(Items listed in a dataset)

━━━

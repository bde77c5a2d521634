//! Conflict resolution by scored scenario selection with recursive repair.
//!
//! Each pass walks the detected conflicts in step order, picks the best
//! candidate scenario for each (conflict-free beats conflicted, then
//! smallest aggregate path length over the involved agents, then a
//! deterministic tie-break), and applies it to a pending copy that later
//! conflicts in the same pass can see. Committed passes repeat until the
//! plan is clean, no pass makes progress, or the depth cap is reached.
//!
//! When conflicts survive every pass, the rewritten plans are kept only if
//! they carry strictly fewer of the original conflicts; otherwise the
//! input assignments come back untouched alongside the exhausted flag.

use tracing::{debug, warn};

use agv_grid::CellGrid;
use agv_types::{Assignments, CellPath, Conflict, PlannerConfig, ResolverConfig};

use crate::detect::{WarehouseContext, detect_conflicts};
use crate::scenario::{Scenario, enumerate_scenarios};

/// Outcome of a resolution run.
#[derive(Debug, Clone)]
pub struct Resolution {
    /// The (possibly rewritten) assignments.
    pub assignments: Assignments,
    /// `true` if conflicts remained when resolution stopped.
    pub exhausted: bool,
    /// Conflicts still present in the returned assignments.
    pub unresolved: Vec<Conflict>,
}

impl Resolution {
    /// Returns `true` if the returned assignments are conflict-free.
    #[must_use]
    pub fn is_clean(&self) -> bool {
        self.unresolved.is_empty()
    }
}

/// Score of a candidate scenario against the pending assignments:
/// conflict-free always beats conflicted, then the smallest aggregate
/// path length over the conflict's involved agents wins.
fn score(
    grid: &CellGrid,
    pending: &Assignments,
    ctx: &WarehouseContext,
    conflict: &Conflict,
    scenario: &Scenario,
) -> (bool, usize) {
    let candidate = scenario.applied_to(pending);
    let has_conflict = !detect_conflicts(grid, &candidate, ctx).is_empty();
    let total = conflict
        .involved()
        .iter()
        .filter_map(|agent| candidate.get(agent))
        .map(CellPath::len)
        .sum();
    (has_conflict, total)
}

/// `true` if `remaining` is a strict subset of `initial`.
fn is_strict_subset(remaining: &[Conflict], initial: &[Conflict]) -> bool {
    remaining.len() < initial.len() && remaining.iter().all(|c| initial.contains(c))
}

/// Rewrites `assignments` until conflict-free, or returns the best effort
/// with `exhausted` set.
///
/// Running on already conflict-free assignments returns them unchanged.
///
/// # Example
///
/// ```
/// use std::collections::BTreeMap;
/// use agv_grid::{CellCoord, CellGrid};
/// use agv_conflict::{WarehouseContext, resolve_conflicts};
/// use agv_types::{AgentId, CellPath, PlannerConfig, ResolverConfig};
///
/// let grid = CellGrid::new(10, 10, 1.0);
/// let mut assignments = BTreeMap::new();
/// assignments.insert(
///     AgentId::new("A"),
///     CellPath::from_cells(vec![
///         CellCoord::new(0, 2),
///         CellCoord::new(1, 2),
///         CellCoord::new(2, 2),
///         CellCoord::new(3, 2),
///     ])
///     .unwrap(),
/// );
/// assignments.insert(
///     AgentId::new("B"),
///     CellPath::from_cells(vec![
///         CellCoord::new(2, 0),
///         CellCoord::new(2, 1),
///         CellCoord::new(2, 2),
///         CellCoord::new(2, 3),
///     ])
///     .unwrap(),
/// );
///
/// let resolution = resolve_conflicts(
///     &grid,
///     &assignments,
///     &WarehouseContext::empty(),
///     &ResolverConfig::default(),
///     &PlannerConfig::default(),
/// );
/// assert!(resolution.is_clean());
/// ```
#[must_use]
pub fn resolve_conflicts(
    grid: &CellGrid,
    assignments: &Assignments,
    ctx: &WarehouseContext,
    resolver_config: &ResolverConfig,
    planner_config: &PlannerConfig,
) -> Resolution {
    let initial = detect_conflicts(grid, assignments, ctx);
    if initial.is_empty() {
        return Resolution {
            assignments: assignments.clone(),
            exhausted: false,
            unresolved: Vec::new(),
        };
    }

    let mut current = assignments.clone();

    for depth in 0..resolver_config.max_depth() {
        let conflicts = detect_conflicts(grid, &current, ctx);
        if conflicts.is_empty() {
            return Resolution {
                assignments: current,
                exhausted: false,
                unresolved: Vec::new(),
            };
        }
        debug!(depth, conflicts = conflicts.len(), "resolution pass");

        let mut pending = current.clone();
        let mut progressed = false;

        for conflict in &conflicts {
            let scenarios = enumerate_scenarios(
                grid,
                &pending,
                conflict,
                planner_config,
                resolver_config.max_scenarios(),
            );
            if scenarios.is_empty() {
                warn!(
                    step = conflict.step(),
                    cell = ?conflict.cell(),
                    "no valid scenario for conflict; leaving it unresolved this pass"
                );
                continue;
            }

            // Smallest score wins; ties keep the lexicographically greatest
            // scenario, which leaves earlier agents' current paths
            // undisturbed and delays or reroutes the later ones.
            let mut best: Option<((bool, usize), &Scenario)> = None;
            for candidate in &scenarios {
                let candidate_score = score(grid, &pending, ctx, conflict, candidate);
                let better = match &best {
                    None => true,
                    Some((best_score, best_scenario)) => {
                        candidate_score < *best_score
                            || (candidate_score == *best_score && candidate > *best_scenario)
                    }
                };
                if better {
                    best = Some((candidate_score, candidate));
                }
            }
            let Some((_, chosen)) = best else { continue };

            if !chosen.is_noop(&pending) {
                progressed = true;
            }
            pending = chosen.applied_to(&pending);
        }

        if !progressed {
            break;
        }
        current = pending;
    }

    let remaining = detect_conflicts(grid, &current, ctx);
    if remaining.is_empty() {
        return Resolution {
            assignments: current,
            exhausted: false,
            unresolved: Vec::new(),
        };
    }

    // Keep partial progress only when it strictly shrank the original
    // conflict set; otherwise hand back the input untouched.
    if is_strict_subset(&remaining, &initial) {
        warn!(
            remaining = remaining.len(),
            initial = initial.len(),
            "resolution exhausted with partial progress"
        );
        Resolution {
            assignments: current,
            exhausted: true,
            unresolved: remaining,
        }
    } else {
        warn!(
            conflicts = initial.len(),
            "resolution exhausted without progress; returning input unchanged"
        );
        Resolution {
            assignments: assignments.clone(),
            exhausted: true,
            unresolved: initial,
        }
    }
}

━━━

• Action item: Would you output, unchanged, each line from the start of the records to the line that holds "the returned assignments.", both included and nothing else?

• Solved problem:
repository bde77c5a2d521634
//! Conflict resolution by scored scenario selection with recursive repair.
//!
//! Each pass walks the detected conflicts in step order, picks the best
//! candidate scenario for each (conflict-free beats conflicted, then
//! smallest aggregate path length over the involved agents, then a
//! deterministic tie-break), and applies it to a pending copy that later
//! conflicts in the same pass can see. Committed passes repeat until the
//! plan is clean, no pass makes progress, or the depth cap is reached.
//!
//! When conflicts survive every pass, the rewritten plans are kept only if
//! they carry strictly fewer of the original conflicts; otherwise the
//! input assignments come back untouched alongside the exhausted flag.

use tracing::{debug, warn};

use agv_grid::CellGrid;
use agv_types::{Assignments, CellPath, Conflict, PlannerConfig, ResolverConfig};

use crate::detect::{WarehouseContext, detect_conflicts};
use crate::scenario::{Scenario, enumerate_scenarios};

/// Outcome of a resolution run.
#[derive(Debug, Clone)]
pub struct Resolution {
    /// The (possibly rewritten) assignments.
    pub assignments: Assignments,
    /// `true` if conflicts remained when resolution stopped.
    pub exhausted: bool,
    /// Conflicts still present in the returned assignments.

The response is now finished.